KV node log information:
[2023/12/20 12:48:21.858 +08:00] [WARN] [gc_worker.rs:606] [“GcKeys fail”] [err=“Error(Other("[src/server/gc_worker/gc_worker.rs:341]: [components/raftstore/src/coprocessor/region_info_accessor.rs:622]: failed to send request to region collector: channel has been closed"))”]
[2023/12/20 12:48:21.858 +08:00] [WARN] [gc_worker.rs:606] [“GcKeys fail”] [err=“Error(Other("[src/server/gc_worker/gc_worker.rs:341]: [components/raftstore/src/coprocessor/region_info_accessor.rs:622]: failed to send request to region collector: channel has been closed"))”]
[2023/12/20 12:48:21.858 +08:00] [WARN] [gc_worker.rs:606] [“GcKeys fail”] [err=“Error(Other("[src/server/gc_worker/gc_worker.rs:341]: [components/raftstore/src/coprocessor/region_info_accessor.rs:622]: failed to send request to region collector: channel has been closed"))”]
[2023/12/20 12:48:21.858 +08:00] [WARN] [gc_worker.rs:606] [“GcKeys fail”] [err=“Error(Other("[src/server/gc_worker/gc_worker.rs:341]: [components/raftstore/src/coprocessor/region_info_accessor.rs:622]: failed to send request to region collector: channel has been closed"))”]
[2023/12/20 12:48:21.858 +08:00] [WARN] [gc_worker.rs:606] [“GcKeys fail”] [err=“Error(Other("[src/server/gc_worker/gc_worker.rs:341]: [components/raftstore/src/coprocessor/region_info_accessor.rs:622]: failed to send request to region collector: channel has been closed"))”]

| username: 像风一样的男子 | Original post link

Is it continuously unavailable or just a momentary connection issue?

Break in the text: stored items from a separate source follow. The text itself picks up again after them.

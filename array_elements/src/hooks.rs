// This Source Code Form is subject to the terms of the Mozilla Public
// License, v. 2.0. If a copy of the MPL was not distributed with this
// file, You can obtain one at https://mozilla.org/MPL/2.0/.

use core::fmt::Debug;

use crate::{strategy::ArrayStrategy, value::Value};

/// How a single element write was carried out.
#[derive(Debug, Clone, Copy, PartialEq, Eq, Hash)]
pub enum WriteMode {
    /// Direct write into an occupied slot.
    InBoundsFast,
    /// Write into an existing slot outside the occupied window, or into a
    /// hole.
    InBounds,
    /// Write that needed the backing store to grow.
    Supported,
    /// Write into a sparse map.
    Sparse,
}

/// Diagnostic hooks fired by the element storage layer.
///
/// Hooks only observe: nothing they do can change the outcome of the
/// operation that fired them, and a panicking hook is caught and logged.
pub trait ArrayHooks: Debug {
    /// A strategy transition happened while writing `value` at `index`.
    #[allow(unused_variables)]
    fn on_transition(
        &self,
        old: ArrayStrategy,
        new: ArrayStrategy,
        index: u64,
        value: Option<&Value>,
    ) {
    }

    /// An element was written.
    #[allow(unused_variables)]
    fn on_write(&self, mode: WriteMode, index: u64, value: &Value) {}
}

#[derive(Debug, Default)]
pub struct DefaultArrayHooks;

impl ArrayHooks for DefaultArrayHooks {}

/// Hooks that forward every event to `tracing` at the trace level.
#[derive(Debug, Default)]
pub struct TracingArrayHooks;

impl ArrayHooks for TracingArrayHooks {
    fn on_transition(
        &self,
        old: ArrayStrategy,
        new: ArrayStrategy,
        index: u64,
        value: Option<&Value>,
    ) {
        tracing::trace!(?old, ?new, index, ?value, "array transition");
    }

    fn on_write(&self, mode: WriteMode, index: u64, value: &Value) {
        tracing::trace!(?mode, index, ?value, "array write");
    }
}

| username: 春风十里 | Original post link

Are there any log prompts for automatic recovery?

| username: 普罗米修斯 | Original post link

Check the network monitoring of the machine during the disconnection period, etc.

| username: Sunward | Original post link

Check if there are any abnormal operations on that machine.

| username: 路在何chu | Original post link

Is there any content in the system logs?

| username: TIDB-Learner | Original post link

How many TiKV instances are there? How many replicas are customized? This situation seems to be related to PD network connection issues or region distribution imbalance.

| username: 江湖故人 | Original post link

Well, normally a single node issue shouldn’t cause a business outage.

| username: andone | Original post link

How many TiKV nodes?

| username: Inkjade | Original post link

  1. Check the network status to see if there are any network issues.
  2. Inspect the logs and gather cluster information.
  3. Check for any specific abnormal information.
| username: tidb菜鸟一只 | Original post link

With so many nodes, if one goes down, is it unusable?

| username: TIDB-Learner | Original post link

When the TiDB cluster encounters performance bottlenecks, should you increase the configuration of the existing machines or increase the number of instances? To be moderate, you need to find a balance point based on the situation. Just looking at the screenshot, I personally feel that the topic starter has too many KV nodes. This might make operations more troublesome or make it harder to pinpoint issues.

| username: Billmay表妹 | Original post link

According to user feedback, the issue has been identified.

| username: zxgaa | Original post link

The failure of just one node shouldn’t affect the entire cluster. Is it possible that all the leaders are concentrated on this node?

| username: 随缘天空 | Original post link

You have dozens of TiKV nodes, a single point of failure shouldn’t affect the cluster service. Did you perform any cluster restart operations or other special operations?

| username: oceanzhang | Original post link

Is it a network issue??? Or is the IO response too slow?

| username: 路在何chu | Original post link

With so many nodes, it seems better to reduce the number of nodes and increase the configuration of individual TiKV nodes.

| username: 苏半生Su | Original post link

Restored, network issue.

| username: dba远航 | Original post link

Check the connection status of the host.

| username: system | Original post link

This topic was automatically closed 60 days after the last reply. New replies are no longer allowed.